Care of Valentine’s Day Gifts


Valentine’s Day will be here before we know it, have you bought your loved one some flowers or maybe a houseplant to show them you love them.  Valentines’ Day is one of the biggest horticultural holidays that we have.  Personally, I like any holiday that gives anyone a reason to purchase or receive flowers.  For Valentine’s Day, many florists offer the option of either cut flowers or potted plants and houseplants.

Cut flowers are beautiful, especially roses on Valentine’s Day.  They smell so wonderful and they can really brighten a day.  Roses are a great choice for this holiday, as they are the staple for the day.  The great thing about roses is that they come in many different colors to suit each person’s unique tastes.  There are a lot of other great cut flowers to choose from for this holiday, or any day you want to tell someone you love them or you are thinking about them.  Other great cut flower choices include: carnation, daisy, snapdragon, lily, mum and many more.  Any of these would be a great choice, just pick something you or the recipient likes.  The best way to decide on flowers is to go into a shop and pick them out yourself, you can also browse a large selection online but you don’t get to “stop and smell the roses” in that case.

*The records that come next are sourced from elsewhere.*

//! Observed execution of sequence transforms.
//!
//! This module sits "above" [`crate::processing`] and provides:
//!
//! - One method per transform, with identical results to the pure functions
//! - Real-time metrics + observer hooks for monitoring
//! - A serde-loadable [`TransformOptions`] for engine defaults
//!
//! Execution is still sequential and on the caller's thread.

mod observer;

use std::collections::HashMap;
use std::fmt;
use std::hash::Hash;
use std::sync::Arc;
use std::time::Instant;

use serde::{Deserialize, Serialize};

use crate::error::ElementError;
use crate::processing;

pub use observer::{
    CompositeObserver, Operation, StdErrTransformObserver, TracingObserver, TransformEvent,
    TransformMetrics, TransformMetricsSnapshot, TransformObserver,
};

/// Configuration for the [`TransformEngine`].
#[derive(Debug, Clone, PartialEq, Eq, Serialize, Deserialize)]
#[serde(default)]
pub struct TransformOptions {
    /// Chunk size used by [`TransformEngine::chunk`].
    ///
    /// Non-positive values mean "one chunk holding everything", as for [`processing::chunk`].
    pub chunk_size: isize,
    /// Name attached to every emitted event.
    pub label: Option<String>,
}

impl Default for TransformOptions {
    fn default() -> Self {
        Self {
            chunk_size: 100,
            label: None,
        }
    }
}

/// Runs transforms while reporting events and metrics.
pub struct TransformEngine {
    opts: TransformOptions,
    observer: Option<Arc<dyn TransformObserver>>,
    metrics: Arc<TransformMetrics>,
}

impl fmt::Debug for TransformEngine {
    fn fmt(&self, f: &mut fmt::Formatter<'_>) -> fmt::Result {
        f.debug_struct("TransformEngine")
            .field("opts", &self.opts)
            .field("has_observer", &self.observer.is_some())
            .finish()
    }
}

impl Default for TransformEngine {
    fn default() -> Self {
        Self::new(TransformOptions::default())
    }
}

impl TransformEngine {
    /// Create a new engine with the given options.
    pub fn new(opts: TransformOptions) -> Self {
        Self {
            opts,
            observer: None,
            metrics: Arc::new(TransformMetrics::new()),
        }
    }

    /// Attach an observer for transform events (metrics/logging).
    pub fn with_observer(mut self, observer: Arc<dyn TransformObserver>) -> Self {
        self.observer = Some(observer);
        self
    }

    /// Get a handle to real-time metrics.
    pub fn metrics(&self) -> Arc<TransformMetrics> {
        Arc::clone(&self.metrics)
    }

    pub fn options(&self) -> &TransformOptions {
        &self.opts
    }

    /// Observed [`processing::map`].
    pub fn map<T, V, F>(&self, elems: &[T], mapper: F) -> Vec<V>
    where
        F: FnMut(&T) -> V,
    {
        self.run(Operation::Map, elems.len(), || processing::map(elems, mapper), Vec::len)
    }

    /// Observed [`processing::map_with_index`].
    pub fn map_with_index<T, V, F>(&self, elems: &[T], mapper: F) -> Vec<V>
    where
        F: FnMut(usize, &T) -> V,
    {
        self.run(
            Operation::MapWithIndex,
            elems.len(),
            || processing::map_with_index(elems, mapper),
            Vec::len,
        )
    }

    /// Observed [`processing::flat_map`].
    pub fn flat_map<T, V, I, F>(&self, elems: &[T], mapper: F) -> Vec<V>
    where
        F: FnMut(&T) -> I,
        I: IntoIterator<Item = V>,
    {
        self.run(
            Operation::FlatMap,
            elems.len(),
            || processing::flat_map(elems, mapper),
            Vec::len,
        )
    }

    /// Observed [`processing::map_e`].
    ///
    /// On failure a [`TransformEvent::Failed`] is emitted and the caller's error is returned
    /// unchanged.
    pub fn map_e<T, V, E, F>(&self, elems: &[T], mapper: F) -> Result<Vec<V>, E>
    where
        E: fmt::Display,
        F: FnMut(&T) -> Result<V, E>,
    {
        self.run_fallible(Operation::MapE, elems.len(), || {
            processing::try_map_indexed(elems, mapper)
        })
    }

    /// Observed [`processing::map_with_index_e`].
    pub fn map_with_index_e<T, V, E, F>(&self, elems: &[T], mut mapper: F) -> Result<Vec<V>, E>
    where
        E: fmt::Display,
        F: FnMut(usize, &T) -> Result<V, E>,
    {
        self.run_fallible(Operation::MapWithIndexE, elems.len(), || {
            processing::map_with_index_e(elems, |index, elem| {
                mapper(index, elem).map_err(|source| ElementError { index, source })
            })
        })
    }

    /// Observed [`processing::filter`].
    pub fn filter<T, F>(&self, elems: &[T], predicate: F) -> Vec<T>
    where
        T: Clone,
        F: FnMut(&T) -> bool,
    {
        self.run(
            Operation::Filter,
            elems.len(),
            || processing::filter(elems, predicate),
            Vec::len,
        )
    }

    /// Observed [`processing::foreach`]. The reported output length is the number of calls.
    pub fn foreach<T, F>(&self, elems: &[T], f: F)
    where
        F: FnMut(&T),
    {
        self.run(
            Operation::Foreach,
            elems.len(),
            || processing::foreach(elems, f),
            |_| elems.len(),
        )
    }

    /// Observed [`processing::uniq`].
    pub fn uniq<T>(&self, elems: &[T]) -> Vec<T>
    where
        T: Eq + Hash + Clone,
    {
        self.run(Operation::Uniq, elems.len(), || processing::uniq(elems), Vec::len)
    }

    /// Observed [`processing::group_by_uniq`]. The reported output length is the key count.
    pub fn group_by_uniq<T, K, F>(&self, elems: &[T], key_fn: F) -> HashMap<K, T>
    where
        T: Clone,
        K: Eq + Hash,
        F: FnMut(&T) -> K,
    {
        self.run(
            Operation::GroupByUniq,
            elems.len(),
            || processing::group_by_uniq(elems, key_fn),
            HashMap::len,
        )
    }

    /// Observed [`processing::group_by`]. The reported output length is the key count.
    pub fn group_by<T, K, F>(&self, elems: &[T], key_fn: F) -> HashMap<K, Vec<T>>
    where
        T: Clone,
        K: Eq + Hash,
        F: FnMut(&T) -> K,
    {
        self.run(
            Operation::GroupBy,
            elems.len(),
            || processing::group_by(elems, key_fn),
            HashMap::len,
        )
    }

    /// Observed [`processing::chunk`] using [`TransformOptions::chunk_size`].
    pub fn chunk<T: Clone>(&self, elems: &[T]) -> Vec<Vec<T>> {
        self.chunk_by(elems, self.opts.chunk_size)
    }

    /// Observed [`processing::chunk`] with an explicit size.
    pub fn chunk_by<T: Clone>(&self, elems: &[T], size: isize) -> Vec<Vec<T>> {
        self.run(
            Operation::Chunk,
            elems.len(),
            || processing::chunk(elems, size),
            Vec::len,
        )
    }

    fn run<R>(
        &self,
        op: Operation,
        input_len: usize,
        body: impl FnOnce() -> R,
        output_len: impl FnOnce(&R) -> usize,
    ) -> R {
        let start = self.begin(op, input_len);
        let out = body();
        self.finish(op, output_len(&out), start);
        out
    }

    fn run_fallible<V, E>(
        &self,
        op: Operation,
        input_len: usize,
        body: impl FnOnce() -> Result<Vec<V>, ElementError<E>>,
    ) -> Result<Vec<V>, E>
    where
        E: fmt::Display,
    {
        let start = self.begin(op, input_len);
        match body() {
            Ok(out) => {
                self.finish(op, out.len(), start);
                Ok(out)
            }
            Err(err) => {
                self.metrics.on_failure(start.elapsed());
                self.emit(TransformEvent::Failed {
                    label: self.opts.label.clone(),
                    op,
                    index: err.index,
                    message: err.source.to_string(),
                });
                Err(err.into_inner())
            }
        }
    }

    fn begin(&self, op: Operation, input_len: usize) -> Instant {
        self.metrics.begin_run(input_len);
        self.emit(TransformEvent::Started {
            label: self.opts.label.clone(),
            op,
            input_len,
        });
        Instant::now()
    }

    fn finish(&self, op: Operation, output_len: usize, start: Instant) {
        let elapsed = start.elapsed();
        self.metrics.end_run(output_len, elapsed);
        self.emit(TransformEvent::Finished {
            label: self.opts.label.clone(),
            op,
            output_len,
            elapsed,
        });
    }

    fn emit(&self, event: TransformEvent) {
        if let Some(obs) = &self.observer {
            obs.on_event(&event);
        }
    }
}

Care of cut flowers is important to make them last longer.

  • Purchase fresh flowers
  • Gift them soon after purchase
  • Re-cut the stems at an angle with a clean, sharp knife
    • It allows them to draw water in for lasting, full blooms
  • Remove any leaves that might fall below the water line
    • Leaves in the water line will deteriorate and cause bacteria to get into the water and eventually the flowers.
  • Do not use ice-cold water
    • Use lukewarm water for best absorption by the flowers.
  • Use a clean vase
  • Change the water daily
  • Use the flower preservative that comes with the bouquet
  • Do NOT placed in full sunlight or in drafty rooms or near the door

If you want to keep the flowers even longer, you can dry them. Begin the drying process before the flowers begin to wilt by hanging them upside down for a few weeks.  I always tie some string around the bouquet then use a clothespin to hang them on curtains.  Dried flowers do lose color in the process, but still look nice.  If the flowers are hanging where they lie flat against a wall or other object, they will dry with a flat side, so be sure to check to make sure they are away from other objects.

Photo by S. Cochran, UNL Extension in Lancaster County

For a houseplant or potted plant, there are many choices.  Orchid, Bromeliad, Kalanchoe, Gerber Daisy, Amaryllis, and Cyclamen are good choices with flowers.  You can also choose the greenery type, with little flower appearances including: philodendron, aloe, Mother-in-Law’s tongue, coleus, and ficus.  During the summer these can be placed outside to add to your landscape, but you don’t want to leave them outside during the winter, as they will not overwinter.  If you do place any houseplants outside during the summer, before you bring them inside look for or treat any pests that may have gotten on the plants while outside.  Each plant is going to have different care instructions such as light and watering instructions.  Follow the labels given in the plants for care, or if you have questions about the care of a particular plant, call your local Extension Office for these answers.